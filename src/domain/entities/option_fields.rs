use serde::{Deserialize, Deserializer, Serialize};
use serde_json::{Map, Value};
use validator::ValidateLength;

/// Represents optional field semantics in PATCH/UPDATE requests.
///
/// - `Unchanged` → field absent from the request body
/// - `SetToNull` → explicit `null`
/// - `SetToValue` → set to provided value
///
/// Use together with `#[serde(default)]` on the containing struct so absent
/// keys land on `Unchanged`.
#[derive(Debug, Clone, Serialize, PartialEq, Default)]
pub enum OptionField<T> {
    #[default]
    Unchanged,
    SetToNull,
    SetToValue(T),
}

impl<'de, T> Deserialize<'de> for OptionField<T>
where
    T: Deserialize<'de>,
{
    fn deserialize<D>(deserializer: D) -> Result<Self, D::Error>
    where
        D: Deserializer<'de>,
    {
        Ok(match Option::<T>::deserialize(deserializer)? {
            Some(value) => OptionField::SetToValue(value),
            None => OptionField::SetToNull,
        })
    }
}

// ---------------------- Validation support ----------------------

impl<T> ValidateLength<u64> for OptionField<T>
where
    T: ValidateLength<u64>
{
    fn length(&self) -> Option<u64> {
        match self {
            OptionField::SetToValue(value) => value.length(),
            _ => None,
        }
    }

    fn validate_length(&self, min: Option<u64>, max: Option<u64>, equal: Option<u64>) -> bool {
        match self {
            OptionField::SetToValue(value) => value.validate_length(min, max, equal),
            _ => true,
        }
    }
}

impl<T: Serialize> OptionField<T> {
    /// Writes the field into a document patch: nothing for `Unchanged`,
    /// `null` for `SetToNull`, the serialized value otherwise.
    pub fn write_into(&self, patch: &mut Map<String, Value>, key: &str) {
        match self {
            OptionField::Unchanged => {}
            OptionField::SetToNull => {
                patch.insert(key.to_string(), Value::Null);
            }
            OptionField::SetToValue(value) => {
                if let Ok(json) = serde_json::to_value(value) {
                    patch.insert(key.to_string(), json);
                }
            }
        }
    }
}

#[cfg(test)]
mod tests {
    use super::*;
    use serde_json::json;

    #[derive(Debug, Deserialize, Default)]
    #[serde(default)]
    struct Patch {
        title: OptionField<String>,
        image: OptionField<String>,
        featured: OptionField<bool>,
    }

    #[test]
    fn absent_null_and_value_are_distinct() {
        let patch: Patch = serde_json::from_value(json!({"image": null, "featured": true})).unwrap();

        assert_eq!(patch.title, OptionField::Unchanged);
        assert_eq!(patch.image, OptionField::SetToNull);
        assert_eq!(patch.featured, OptionField::SetToValue(true));
    }

    #[test]
    fn write_into_skips_unchanged_fields() {
        let patch: Patch = serde_json::from_value(json!({"title": "New", "image": null})).unwrap();
        let mut out = Map::new();
        patch.title.write_into(&mut out, "title");
        patch.image.write_into(&mut out, "image");
        patch.featured.write_into(&mut out, "featured");

        assert_eq!(Value::Object(out), json!({"title": "New", "image": null}));
    }

    #[test]
    fn length_only_checks_set_values() {
        let unchanged: OptionField<String> = OptionField::Unchanged;
        let short = OptionField::SetToValue("ab".to_string());

        assert!(unchanged.validate_length(Some(3), None, None));
        assert!(!short.validate_length(Some(3), None, None));
    }
}
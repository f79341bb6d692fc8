use actix_web::{web, HttpResponse, Responder};
use serde::Deserialize;
use tracing::instrument;

use crate::{
    entities::post::{NewPostRequest, PostFilter, UpdatePostRequest},
    errors::AppError,
    use_cases::extractors::AdminSession,
    AppState,
};

#[derive(Debug, Default, Deserialize)]
pub struct AdminSearch {
    pub q: Option<String>,
}

#[instrument(skip(state, query))]
pub async fn list_posts(
    state: web::Data<AppState>,
    query: web::Query<PostFilter>,
) -> impl Responder {
    let posts = state.post_handler.search_posts(&query).await;
    HttpResponse::Ok().json(posts)
}

#[instrument(skip(post_id, state))]
pub async fn get_post(
    post_id: web::Path<String>,
    state: web::Data<AppState>,
) -> Result<impl Responder, AppError> {
    let post = state.post_handler.get_post(&post_id).await?;
    Ok(HttpResponse::Ok().json(post.to_detail_response()))
}

#[instrument(skip(post_id, state))]
pub async fn related_posts(
    post_id: web::Path<String>,
    state: web::Data<AppState>,
) -> Result<impl Responder, AppError> {
    let post = state.post_handler.get_post(&post_id).await?;
    let related = state.post_handler.related_posts(&post).await;
    Ok(HttpResponse::Ok().json(related))
}

#[instrument(skip(_admin, state, query))]
pub async fn admin_list_posts(
    _admin: AdminSession,
    state: web::Data<AppState>,
    query: web::Query<AdminSearch>,
) -> Result<impl Responder, AppError> {
    let posts = state
        .post_handler
        .filter_admin_posts(query.q.as_deref().unwrap_or(""))
        .await?;
    Ok(HttpResponse::Ok().json(posts))
}

#[instrument(skip(_admin, state, data))]
pub async fn create_post(
    _admin: AdminSession,
    state: web::Data<AppState>,
    data: web::Json<NewPostRequest>,
) -> Result<impl Responder, AppError> {
    let response = state.post_handler.create_post(data.into_inner()).await?;
    Ok(HttpResponse::Created().json(response))
}

#[instrument(skip(_admin, post_id, state, data))]
pub async fn update_post(
    _admin: AdminSession,
    post_id: web::Path<String>,
    state: web::Data<AppState>,
    data: web::Json<UpdatePostRequest>,
) -> Result<impl Responder, AppError> {
    let post = state.post_handler.update_post(&post_id, data.into_inner()).await?;
    Ok(HttpResponse::Ok().json(post))
}

#[instrument(skip(_admin, post_id, state))]
pub async fn delete_post(
    _admin: AdminSession,
    post_id: web::Path<String>,
    state: web::Data<AppState>,
) -> Result<impl Responder, AppError> {
    state.post_handler.delete_post(&post_id).await?;
    Ok(HttpResponse::NoContent().finish())
}
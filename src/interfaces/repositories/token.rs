use jsonwebtoken::TokenData;

use crate::{entities::token::{Claims, Identity}, errors::AuthError};

pub trait TokenServiceRepository: Send + Sync {
    /// Issues a signed session token for the identity
    fn create_jwt(&self, identity: &Identity) -> Result<String, AuthError>;

    /// Decodes a session token and returns the claims
    fn decode_jwt(&self, token: &str) -> Result<TokenData<Claims>, AuthError>;

    /// Lifetime of issued tokens, in seconds
    fn expires_in(&self) -> i64;
}
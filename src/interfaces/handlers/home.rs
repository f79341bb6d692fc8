use actix_web::{get, HttpResponse, Responder};

#[get("/")]
pub async fn home() -> impl Responder {
    HttpResponse::Ok().json(serde_json::json!({
        "message": "Portfolio content API",
        "status": "Ok",
        "version": env!("CARGO_PKG_VERSION"),
        "endpoints": ["/api/v1/posts", "/api/v1/projects", "/api/v1/guestbook", "/api/v1/contact"]
    }))
}
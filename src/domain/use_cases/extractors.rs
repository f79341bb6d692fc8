use actix_web::{dev::Payload, http::header, web, FromRequest, HttpMessage, HttpRequest};
use futures_util::future::{ready, Ready};

use crate::{entities::token::Identity, errors::AuthError, session::SessionState, AppState};

/// Raw bearer token from the `Authorization` header.
#[derive(Debug)]
pub struct BearerToken(pub String);

pub fn bearer_token(req: &HttpRequest) -> Option<String> {
    req.headers()
        .get(header::AUTHORIZATION)
        .and_then(|value| value.to_str().ok())
        .and_then(|value| value.strip_prefix("Bearer "))
        .map(|token| token.trim().to_string())
        .filter(|token| !token.is_empty())
}

impl FromRequest for BearerToken {
    type Error = actix_web::Error;
    type Future = Ready<Result<Self, Self::Error>>;

    fn from_request(req: &HttpRequest, _: &mut Payload) -> Self::Future {
        match bearer_token(req) {
            Some(token) => ready(Ok(BearerToken(token))),
            None => ready(Err(AuthError::MissingCredentials.into())),
        }
    }
}

/// Any signed-in session, owner or visitor.
/// Returns 401 when the token is missing, expired or signed out.
#[derive(Debug)]
pub struct VisitorSession(pub Identity);

impl FromRequest for VisitorSession {
    type Error = actix_web::Error;
    type Future = Ready<Result<Self, Self::Error>>;

    fn from_request(req: &HttpRequest, _: &mut Payload) -> Self::Future {
        if let Some(identity) = req.extensions().get::<Identity>() {
            return ready(Ok(VisitorSession(identity.clone())));
        }

        let Some(state) = req.app_data::<web::Data<AppState>>() else {
            return ready(Err(actix_web::error::ErrorInternalServerError("application state missing")));
        };

        let token = bearer_token(req);
        match state.auth_handler.resolve_session(token.as_deref()) {
            SessionState::Authenticated(identity) => ready(Ok(VisitorSession(identity))),
            _ => ready(Err(AuthError::InvalidToken.into())),
        }
    }
}

/// The site owner, as admitted by the session middleware.
/// Returns 403 for visitor sessions and 401 when nothing was admitted.
#[derive(Debug)]
pub struct AdminSession(pub Identity);

impl FromRequest for AdminSession {
    type Error = actix_web::Error;
    type Future = Ready<Result<Self, Self::Error>>;

    fn from_request(req: &HttpRequest, _: &mut Payload) -> Self::Future {
        match req.extensions().get::<Identity>() {
            Some(identity) if identity.admin => {
                ready(Ok(AdminSession(identity.clone())))
            }
            Some(_) => {
                ready(Err(AuthError::Forbidden("Admin access required".into()).into()))
            }
            None => {
                ready(Err(AuthError::InvalidToken.into()))
            }
        }
    }
}
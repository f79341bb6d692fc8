use std::sync::Arc;

use async_trait::async_trait;

use crate::{entities::contact::{ContactForm, RelayCredentials}, errors::RelayError};

/// Third-party transactional email service that forwards contact forms.
#[async_trait]
pub trait EmailRelay: Send + Sync {
    async fn deliver(&self, credentials: &RelayCredentials, form: &ContactForm) -> Result<(), RelayError>;
}

#[async_trait]
impl<T> EmailRelay for Arc<T>
where
    T: EmailRelay + ?Sized,
{
    async fn deliver(&self, credentials: &RelayCredentials, form: &ContactForm) -> Result<(), RelayError> {
        (**self).deliver(credentials, form).await
    }
}

pub type SharedRelay = Arc<dyn EmailRelay>;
= = = = = = =
### What to work on
Each line of the data that includes "RelayCredentials" should be copied.

### Solution to this task
use crate::{entities::contact::{ContactForm, RelayCredentials}, errors::RelayError};
    async fn deliver(&self, credentials: &RelayCredentials, form: &ContactForm) -> Result<(), RelayError>;
    async fn deliver(&self, credentials: &RelayCredentials, form: &ContactForm) -> Result<(), RelayError> {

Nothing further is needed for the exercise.